Hopefully this will be the last time our little man’s head needs to be cut open xx
We had an appointment with the Prof again on 3rd June. We’d been told on the phone it was an appointment to “plan the birth” and there was a possibility that he could decide to deliver on that day – clearly that didn’t happen because I’m writing this.
We were told (again, on the phone) that they were expecting there to be no complications with the birth and that Seabass would get to spend at least one night with me in the hospital before being transferred to the children’s one. There he would be monitored and what happens after that we just really don’t know.

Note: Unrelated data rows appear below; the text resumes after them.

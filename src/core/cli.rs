//! CLI-only commands: config info and history management.
//!
//! These run without opening the TUI and produce plain text output.

use crate::core::config::{self, Config};
use crate::core::history;
use crate::core::paths;
use crate::core::plain;

fn exit_with(e: impl std::fmt::Display) -> ! {
    eprintln!("Error: {}", e);
    std::process::exit(1);
}

fn format_ttl(config: &Config) -> String {
    match config.session_ttl {
        Some(ttl) => format!("{}h", ttl.as_secs() / 3600),
        None => "never".to_string(),
    }
}

fn format_limit(max: u32) -> String {
    if max == 0 {
        "unlimited".to_string()
    } else {
        max.to_string()
    }
}

/// Run the `config` command: display paths and effective settings.
pub fn run_config(config: &Config) {
    let config_dir = paths::config_dir()
        .map(|p| p.display().to_string())
        .unwrap_or_else(|| "—".to_string());
    let cache_dir = paths::cache_dir()
        .map(|p| p.display().to_string())
        .unwrap_or_else(|| "—".to_string());
    let data_dir = paths::data_dir()
        .map(|p| p.display().to_string())
        .unwrap_or_else(|| "—".to_string());

    println!("Config:        {}", config_dir);
    println!("Cache:         {}", cache_dir);
    println!("Conversations: {}", data_dir);
    println!("API base:      {}", config.api_base);
    println!("Profile:       {}", config.profile);
    println!("Timeout:       {}s", config.request_timeout.as_secs());
    println!("Max saved:     {}", format_limit(config.max_conversations));
    println!("Session TTL:   {}", format_ttl(config));
    println!("Theme:         {}", config.theme);
}

/// Load configuration or exit with a readable message.
pub fn load_config_or_exit() -> Config {
    config::load().unwrap_or_else(|e| exit_with(e))
}

/// Run the `history list` command: list conversations with optional limit and filter.
pub fn run_history_list(config: &Config, limit: Option<usize>, filter: Option<&str>) {
    let convs = history::list_conversations(config).unwrap_or_else(|e| exit_with(e));
    let matching = history::filter_conversations(&convs, filter.unwrap_or(""));
    if matching.is_empty() {
        println!("No saved conversations.");
        return;
    }

    let take = limit.unwrap_or(matching.len());
    for c in matching.into_iter().take(take) {
        let created = format_timestamp(c.created_at);
        let updated = format_timestamp(c.updated_at);
        println!(
            "{}\t{}\t{}\t{}\t{}",
            c.id, c.profile, c.title, created, updated
        );
    }
}

/// Run the `history show` command: print a saved conversation as a transcript.
pub fn run_history_show(id: &str) {
    let Some(conversation) = history::load_conversation(id) else {
        exit_with(format!("No conversation with id {}", id));
    };
    println!(
        "{}",
        plain::render_transcript(conversation.entries(), plain::DEFAULT_WIDTH)
    );
}

/// Run the `history delete` command.
pub fn run_history_delete(id: &str) {
    history::delete_conversation(id).unwrap_or_else(|e| exit_with(e));
    println!("Deleted {}", id);
}

/// Run the `history prune` command: remove expired and excess conversations.
pub fn run_history_prune(config: &Config) {
    let removed = history::prune(config).unwrap_or_else(|e| exit_with(e));
    println!("Removed {} conversation(s)", removed);
}

pub fn format_timestamp(secs: u64) -> String {
    use chrono::{Local, TimeZone};
    let dt = Local.timestamp_opt(secs as i64, 0).single();
    dt.map(|d| d.format("%Y-%m-%d %H:%M").to_string())
        .unwrap_or_else(|| secs.to_string())
}

#[cfg(test)]
mod tests {
    use super::*;
    use std::time::Duration;

    #[test]
    fn ttl_and_limit_formatting() {
        let mut config = config::from_lookup(|_| None).expect("config");
        assert_eq!(format_ttl(&config), "168h");
        config.session_ttl = None;
        assert_eq!(format_ttl(&config), "never");
        config.session_ttl = Some(Duration::from_secs(2 * 3600));
        assert_eq!(format_ttl(&config), "2h");
        assert_eq!(format_limit(0), "unlimited");
        assert_eq!(format_limit(5), "5");
    }

    #[test]
    fn timestamp_formats_as_date_and_minutes() {
        let s = format_timestamp(1_700_000_000);
        assert_eq!(s.len(), "2023-11-14 22:13".len());
        assert!(s.starts_with("2023-11-1"));
    }
}
//! Plain-text rendering of replies and charts for stdout (`-p`, `history show`).

use textwrap::Options;

use crate::core::api::sources_line;
use crate::core::chart::{
    ChartKind, ChartSpec, GroupedSeries, PieSlices, Projection, TrendPoint, ViewMode,
    format_percent, format_value, project, summarize,
};
use crate::core::reply::{DisplayBlock, spans_text};
use crate::core::session::{ChatEntry, Role};

pub const DEFAULT_WIDTH: usize = 80;

/// Widest bar drawn in the individual view.
const BAR_WIDTH: usize = 24;

fn push_wrapped(out: &mut Vec<String>, text: &str, options: &Options) {
    out.extend(textwrap::wrap(text, options).into_iter().map(|l| l.into_owned()));
}

/// Render display blocks as wrapped lines. Headings are upper-cased, bullets
/// get a `•` marker, and every break is one blank line.
pub fn render_blocks(blocks: &[DisplayBlock], width: usize) -> Vec<String> {
    let width = width.max(8);
    let mut out = Vec::new();
    for block in blocks {
        match block {
            DisplayBlock::Break => out.push(String::new()),
            DisplayBlock::Heading { text } => {
                push_wrapped(&mut out, &text.to_uppercase(), &Options::new(width));
            }
            DisplayBlock::BulletItem { spans } => {
                let options = Options::new(width)
                    .initial_indent("• ")
                    .subsequent_indent("  ");
                push_wrapped(&mut out, &spans_text(spans), &options);
            }
            DisplayBlock::Paragraph { spans } => {
                push_wrapped(&mut out, &spans_text(spans), &Options::new(width));
            }
        }
    }
    out
}

fn pad_table(rows: &[Vec<String>]) -> Vec<String> {
    let cols = rows.iter().map(Vec::len).max().unwrap_or(0);
    let widths: Vec<usize> = (0..cols)
        .map(|c| {
            rows.iter()
                .filter_map(|r| r.get(c))
                .map(|s| textwrap::core::display_width(s))
                .max()
                .unwrap_or(0)
        })
        .collect();
    rows.iter()
        .map(|row| {
            let cells: Vec<String> = row
                .iter()
                .enumerate()
                .map(|(i, cell)| {
                    let pad = widths[i].saturating_sub(textwrap::core::display_width(cell));
                    if i == 0 {
                        format!("{}{}", cell, " ".repeat(pad))
                    } else {
                        format!("{}{}", " ".repeat(pad), cell)
                    }
                })
                .collect();
            cells.join("  ").trim_end().to_string()
        })
        .collect()
}

fn grouped_lines(series: &GroupedSeries) -> Vec<String> {
    let mut rows = Vec::with_capacity(series.rows.len() + 1);
    let mut header = vec!["Period".to_string()];
    header.extend(series.metrics.iter().cloned());
    rows.push(header);
    for row in &series.rows {
        let mut cells = vec![row.period.clone()];
        cells.extend(
            series
                .metrics
                .iter()
                .map(|m| row.get(m).map(format_value).unwrap_or_else(|| "-".to_string())),
        );
        rows.push(cells);
    }
    pad_table(&rows)
}

fn individual_lines(pie: &PieSlices) -> Vec<String> {
    let proportions = pie.proportions();
    let rows: Vec<Vec<String>> = pie
        .slices
        .iter()
        .enumerate()
        .map(|(i, obs)| {
            let share = proportions.as_ref().map(|p| p[i]);
            let bar_len = share
                .map(|s| (s.clamp(0.0, 1.0) * BAR_WIDTH as f64).round() as usize)
                .unwrap_or(0);
            vec![
                obs.label.clone(),
                format_value(obs.value),
                share.map(format_percent).unwrap_or_else(|| "-".to_string()),
                "█".repeat(bar_len),
            ]
        })
        .collect();
    pad_table(&rows)
}

fn comparison_lines(points: &[TrendPoint]) -> Vec<String> {
    let rows: Vec<Vec<String>> = points
        .iter()
        .map(|p| {
            vec![
                format!("{}.", p.index),
                p.display_name.clone(),
                format_value(p.value),
                p.full_label.clone(),
            ]
        })
        .collect();
    pad_table(&rows)
}

/// Render a chart: title with view label, the projection as a table, and a
/// summary footer. A chart without data renders nothing.
pub fn render_chart(chart: &ChartSpec, mode: ViewMode) -> Vec<String> {
    let mut out = Vec::new();
    if chart.is_empty() {
        return out;
    }
    if let ChartKind::Unsupported(kind) = &chart.kind {
        out.push(chart.display_title());
        out.push(format!("Unsupported chart type: {}", kind));
        return out;
    }
    let Some(projection) = project(chart, mode) else {
        return out;
    };
    out.push(format!("{} [{}]", chart.display_title(), mode.label()));
    out.extend(match &projection {
        Projection::Grouped(series) => grouped_lines(series),
        Projection::Individual(pie) => individual_lines(pie),
        Projection::Comparison(points) => comparison_lines(points),
    });
    if let Some(stats) = summarize(chart) {
        out.push(format!(
            "Data points: {}  Total: {}",
            chart.data.len(),
            format_value(stats.total)
        ));
        out.push(format!(
            "Max: {}  Min: {}  Average: {}  Metrics: {}",
            format_value(stats.max),
            format_value(stats.min),
            format_value(stats.average),
            stats.metric_count
        ));
    }
    out
}

/// Render an assistant reply: text, chart, and sources.
pub fn render_reply(entry: &ChatEntry, width: usize) -> String {
    let mut lines = render_blocks(&entry.blocks(), width);
    if let Some(chart) = entry.chart.as_ref().filter(|c| !c.is_empty()) {
        lines.push(String::new());
        lines.extend(render_chart(chart, entry.view_mode));
    }
    if !entry.sources.is_empty() {
        lines.push(String::new());
        lines.push(format!("Sources: {}", sources_line(&entry.sources)));
    }
    lines.join("\n")
}

/// Render a whole conversation as a transcript.
pub fn render_transcript(entries: &[ChatEntry], width: usize) -> String {
    entries
        .iter()
        .map(|entry| match entry.role {
            Role::User => format!("> {}", entry.text.trim()),
            Role::Assistant => render_reply(entry, width),
        })
        .collect::<Vec<_>>()
        .join("\n\n")
}

#[cfg(test)]
mod tests {
    use super::*;
    use crate::core::api::{ChatReply, Source};
    use crate::core::chart::Observation;
    use crate::core::reply::parse;

    fn sample_chart(kind: ChartKind) -> ChartSpec {
        ChartSpec {
            kind,
            title: Some("Quarterly results".to_string()),
            data: vec![
                Observation::new("Revenue Q1", 100.0),
                Observation::new("Revenue Q2", 150.0),
                Observation::new("Profit Q1", 20.0),
            ],
        }
    }

    #[test]
    fn blocks_render_headings_bullets_and_breaks() {
        let lines = render_blocks(
            &parse("**Summary**\n\n\n* revenue **up**\nPlain text\n"),
            40,
        );
        assert_eq!(
            lines,
            vec!["SUMMARY", "", "", "• revenue up", "Plain text", ""]
        );
    }

    #[test]
    fn each_break_is_one_blank_line() {
        let blocks = parse("A\n\n\nB");
        let breaks = blocks
            .iter()
            .filter(|b| matches!(b, DisplayBlock::Break))
            .count();
        let lines = render_blocks(&blocks, 80);
        assert_eq!(lines, vec!["A", "", "", "B"]);
        assert_eq!(lines.iter().filter(|l| l.is_empty()).count(), breaks);
    }

    #[test]
    fn leading_breaks_are_kept() {
        assert_eq!(render_blocks(&parse("\nA"), 80), vec!["", "A"]);
    }

    #[test]
    fn long_bullets_wrap_with_hanging_indent() {
        let lines = render_blocks(&parse("* one two three four five six"), 12);
        assert!(lines.len() > 1);
        assert!(lines[0].starts_with("• "));
        assert!(lines[1..].iter().all(|l| l.starts_with("  ")));
    }

    #[test]
    fn grouped_chart_renders_table_and_footer() {
        let lines = render_chart(&sample_chart(ChartKind::Bar), ViewMode::Grouped);
        assert_eq!(lines[0], "Quarterly results [Grouped]");
        assert!(lines[1].starts_with("Period"));
        assert!(lines[1].contains("Revenue") && lines[1].contains("Profit"));
        assert!(lines[2].starts_with("Q1"));
        assert!(lines[2].contains("100.0") && lines[2].contains("20.0"));
        assert!(lines[3].starts_with("Q2"));
        assert!(lines[3].contains("150.0") && lines[3].ends_with('-'));
        assert_eq!(lines[4], "Data points: 3  Total: 270.0");
        assert!(lines[5].contains("Metrics: 2"));
    }

    #[test]
    fn individual_chart_shows_percentages() {
        let lines = render_chart(&sample_chart(ChartKind::Pie), ViewMode::Individual);
        assert!(lines[1].starts_with("Revenue Q1"));
        assert!(lines[1].contains("37%"));
        assert!(lines[2].contains("56%"));
    }

    #[test]
    fn zero_total_individual_chart_has_no_percentages() {
        let chart = ChartSpec {
            kind: ChartKind::Pie,
            title: None,
            data: vec![Observation::new("A", 0.0), Observation::new("B", 0.0)],
        };
        let lines = render_chart(&chart, ViewMode::Individual);
        assert_eq!(lines[0], "Pie Chart [Individual]");
        assert!(!lines[1].contains('%'));
    }

    #[test]
    fn comparison_chart_lists_points_in_order() {
        let lines = render_chart(&sample_chart(ChartKind::Line), ViewMode::Comparison);
        assert_eq!(lines[0], "Quarterly results [Trend]");
        assert!(lines[1].starts_with("1."));
        assert!(lines[3].starts_with("3.") && lines[3].contains("Profit Q1"));
    }

    #[test]
    fn unsupported_chart_renders_notice() {
        let chart = sample_chart(ChartKind::Unsupported("scatter".to_string()));
        let lines = render_chart(&chart, ViewMode::Grouped);
        assert_eq!(lines[1], "Unsupported chart type: scatter");
    }

    #[test]
    fn chart_without_data_renders_nothing() {
        for kind in [
            ChartKind::Bar,
            ChartKind::Unsupported("scatter".to_string()),
        ] {
            let chart = ChartSpec {
                kind,
                title: Some("Empty".to_string()),
                data: Vec::new(),
            };
            assert!(render_chart(&chart, ViewMode::Grouped).is_empty());
        }
    }

    #[test]
    fn reply_with_empty_chart_has_no_separator() {
        let mut entry = ChatEntry::assistant(ChatReply {
            text: "Done".to_string(),
            sources: Vec::new(),
            chart: None,
            session_id: None,
        });
        entry.chart = Some(ChartSpec {
            kind: ChartKind::Unsupported("radar".to_string()),
            title: None,
            data: Vec::new(),
        });
        assert_eq!(render_reply(&entry, 80), "Done");
    }

    #[test]
    fn reply_includes_sources() {
        let entry = ChatEntry::assistant(ChatReply {
            text: "Done".to_string(),
            sources: vec![Source::new("0123456789abcdef")],
            chart: None,
            session_id: None,
        });
        assert_eq!(render_reply(&entry, 80), "Done\n\nSources: 01234567");
    }

    #[test]
    fn transcript_marks_user_turns() {
        let entries = vec![ChatEntry::user("Hi"), ChatEntry::error("Request cancelled.")];
        assert_eq!(
            render_transcript(&entries, 80),
            "> Hi\n\nRequest cancelled."
        );
    }
}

When we went for the appointment on 3rd, we took all our hospital stuff with us. The whole time we’ve been told that delivery could be any time from 34 weeks. When the Prof did our scan and said there’d not been much change again and the Caesarian would be booked for 1st July, my heart sank. I know it’s better for Seabass, but I’d had it planned in my head that he’d be here by next week really and I just want him to get here so I know what we’re dealing with. I’m also quite possibly the most uncomfortable I’ve ever been (selfish to think of that I know). I can’t sleep, I have horrible backache and I get tired so quickly it’s just stupid. Poor Tinkerbell has got a pretty cr*p mum at the moment.
We were told the baby doctors would be present at the birth and, assuming there’s nothing majorly wrong, we would get to say hello and give him cuddles but then he’d be taken for assessment. It was unclear as to whether he would spend the night on the neonatal unit or would come back to be with me. The OH gets to stay with him though 24/7 whilst he’s on neonatal and will be able to go with him to the children’s hospital, which I’m glad about. I was worried Seabass would be on his own as I know I have to spend at least 2 nights in the hospital, so didn’t know how manoeuvrable I would be.
I can’t actually see myself making it until 1st July, Seabass feels pretty low down and I keep getting lots of twinges, I was also two weeks early with Tinkerbell.
So the update so far is we have a pre-op on 28th June and Seabass will be here by 1st July. It’s taken me a while to write this as thinking about him being taken away from me (again, I know it’s for the best) just upsets me too much. Our baby should be in a cot next to me until its time for us to go home. Not attached to tubes waiting for brain surgery x
Had the appointment with the professor today.
Got to have another MRI early next week, then a possible meeting with the neurosurgeon again the week after. If we don’t have to attend that, the professor and neurosurgeon will discuss our case again and then we will meet with the professor after that.
So basically, we don’t know anything else and I don’t much feel like trying to make this post longer.